本文章由计算机程序翻译，如有差异，请以英文原文为准。

求助全文

约1分钟内获得全文求助全文

来源期刊

Nature Protocols 生物-生化研究方法

CiteScore

29.10

自引率

0.70%

发文量

128

审稿时长

4 months

期刊介绍： Nature Protocols focuses on publishing protocols used to address significant biological and biomedical science research questions, including methods grounded in physics and chemistry with practical applications to biological problems. The journal caters to a primary audience of research scientists and, as such, exclusively publishes protocols with research applications.
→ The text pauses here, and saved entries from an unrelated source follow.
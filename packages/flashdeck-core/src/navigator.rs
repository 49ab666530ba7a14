/// Position tracking over the visible subsequence of a working set.
///
/// `current` is an index into the working set, not into the visible list.
/// Navigation wraps around the visible list so a filtered deck behaves like
/// a contiguous one.
#[derive(Debug, Clone, Default, PartialEq, Eq)]
pub struct Navigator {
    current: Option<usize>,
    flipped: bool,
}

impl Navigator {
    pub fn new() -> Self {
        Self::default()
    }

    pub fn current(&self) -> Option<usize> {
        self.current
    }

    pub fn is_flipped(&self) -> bool {
        self.flipped
    }

    pub fn flip(&mut self) -> bool {
        self.flipped = !self.flipped;
        self.flipped
    }

    /// Point at `position` directly, showing the front.
    pub fn set_current(&mut self, position: Option<usize>) {
        self.current = position;
        self.flipped = false;
    }

    /// Rank of the current position within `visible`, if it is visible.
    pub fn rank(&self, visible: &[usize]) -> Option<usize> {
        let current = self.current?;
        visible.binary_search(&current).ok()
    }

    pub fn next(&mut self, visible: &[usize]) {
        if visible.is_empty() {
            return;
        }
        let len = visible.len() as isize;
        let rank = self.rank(visible).map_or(-1, |r| r as isize);
        let next = (rank + 1).rem_euclid(len) as usize;
        self.set_current(Some(visible[next]));
    }

    pub fn prev(&mut self, visible: &[usize]) {
        if visible.is_empty() {
            return;
        }
        let len = visible.len();
        // Not visible: step back from the end.
        let prev = match self.rank(visible) {
            Some(rank) => (rank + len - 1) % len,
            None => len - 1,
        };
        self.set_current(Some(visible[prev]));
    }

    /// Slider jump; `rank` is clamped into range.
    pub fn jump_to_visible_rank(&mut self, visible: &[usize], rank: usize) {
        if visible.is_empty() {
            return;
        }
        let rank = rank.min(visible.len() - 1);
        self.set_current(Some(visible[rank]));
    }

    /// Snap to the first visible position unless the current one is still visible.
    pub fn reanchor(&mut self, visible: &[usize]) {
        match self.current {
            Some(c) if visible.binary_search(&c).is_ok() => {}
            _ => self.set_current(visible.first().copied()),
        }
    }
}
/// Configuration for the Flashdeck backend.
/// Reads config.json from ~/.config/flashdeck/config.json (or platform equivalent).
/// `FLASHDECK_CONFIG` overrides the path.

use flashdeck_core::config::{SheetCatalog, SwitchPolicy, SyncSettings};
use serde::{Deserialize, Serialize};
use std::fs;
use std::path::{Path, PathBuf};

#[derive(Debug, Clone, Serialize, Deserialize)]
pub struct AppConfig {
    /// Sheet service URL; fetch is `GET <endpoint>?id=<sheet>`, save is a JSON POST.
    #[serde(default)]
    pub endpoint: String,
    #[serde(default)]
    pub sheets: SheetCatalog,
    #[serde(default)]
    pub switch_policy: SwitchPolicy,
    #[serde(default = "default_success_statuses")]
    pub success_statuses: Vec<String>,
    /// Pause after turning a card back to its front before showing the next one.
    #[serde(default = "default_flip_delay_ms")]
    pub flip_delay_ms: u64,
    #[serde(default = "default_request_timeout_secs")]
    pub request_timeout_secs: u64,
    /// Sheet opened at startup; first catalog entry if unset.
    #[serde(default)]
    pub start_sheet: Option<String>,
}

fn default_success_statuses() -> Vec<String> {
    SyncSettings::default().success_statuses
}

fn default_flip_delay_ms() -> u64 {
    200
}

fn default_request_timeout_secs() -> u64 {
    30
}

impl Default for AppConfig {
    fn default() -> Self {
        Self {
            endpoint: String::new(),
            sheets: SheetCatalog::default(),
            switch_policy: SwitchPolicy::default(),
            success_statuses: default_success_statuses(),
            flip_delay_ms: default_flip_delay_ms(),
            request_timeout_secs: default_request_timeout_secs(),
            start_sheet: None,
        }
    }
}

impl AppConfig {
    pub fn sync_settings(&self) -> SyncSettings {
        SyncSettings {
            switch_policy: self.switch_policy,
            success_statuses: self.success_statuses.clone(),
        }
    }
}

/// Default config path: ~/.config/flashdeck/config.json
pub fn default_config_path() -> PathBuf {
    if let Ok(path) = std::env::var("FLASHDECK_CONFIG") {
        return PathBuf::from(path);
    }
    dirs::config_dir()
        .unwrap_or_else(|| PathBuf::from("."))
        .join("flashdeck")
        .join("config.json")
}

/// Load config from path. Returns default if the file doesn't exist or can't be parsed.
pub fn load_config(path: &Path) -> AppConfig {
    match fs::read_to_string(path) {
        Ok(content) => serde_json::from_str(&content).unwrap_or_else(|e| {
            log::warn!("Failed to parse config {}: {}", path.display(), e);
            AppConfig::default()
        }),
        Err(_) => {
            log::info!("No config at {}, using defaults", path.display());
            AppConfig::default()
        }
    }
}

#[cfg(test)]
mod tests {
    use super::*;
    use flashdeck_core::types::SheetKey;
    use std::io::Write;
    use tempfile::NamedTempFile;

    #[test]
    fn test_missing_file_uses_defaults() {
        let config = load_config(Path::new("/nonexistent/flashdeck/config.json"));
        assert_eq!(config.flip_delay_ms, 200);
        assert_eq!(config.sheets.entries().len(), 5);
        assert_eq!(config.switch_policy, SwitchPolicy::Autosave);
    }

    #[test]
    fn test_partial_config() {
        let mut tmp = NamedTempFile::new().unwrap();
        write!(
            tmp,
            r#"{{
                "endpoint": "https://example.com/exec",
                "switch_policy": "discard",
                "sheets": [
                    {{ "key": "a", "sheet": "verbs", "name": "Verbs" }},
                    {{ "key": "b", "sheet": "nouns" }}
                ]
            }}"#
        )
        .unwrap();

        let config = load_config(tmp.path());
        assert_eq!(config.endpoint, "https://example.com/exec");
        assert_eq!(config.switch_policy, SwitchPolicy::Discard);
        assert_eq!(config.sheets.entries().len(), 2);
        assert_eq!(config.sheets.get(&SheetKey::from("a")).unwrap().label(), "Verbs");
        assert_eq!(config.sheets.get(&SheetKey::from("b")).unwrap().label(), "nouns");
        assert_eq!(config.success_statuses, vec!["success", "ok", "done"]);
        assert_eq!(config.request_timeout_secs, 30);
    }

    #[test]
    fn test_invalid_json_falls_back() {
        let mut tmp = NamedTempFile::new().unwrap();
        write!(tmp, "{{ not json").unwrap();
        let config = load_config(tmp.path());
        assert!(config.endpoint.is_empty());
    }
}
Protocols primarily aimed at influencing patient management and treatment decisions are not featured. The specific techniques covered encompass a wide range, including but not limited to: Biochemistry, Cell biology, Cell culture, Chemical modification, Computational biology, Developmental biology, Epigenomics, Genetic analysis, Genetic modification, Genomics, Imaging, Immunology, Isolation, purification, and separation, Lipidomics, Metabolomics, Microbiology, Model organisms, Nanotechnology, Neuroscience, Nucleic-acid-based molecular biology, Pharmacology, Plant biology, Protein analysis, Proteomics, Spectroscopy, Structural biology, Synthetic chemistry, Tissue culture, Toxicology, and Virology.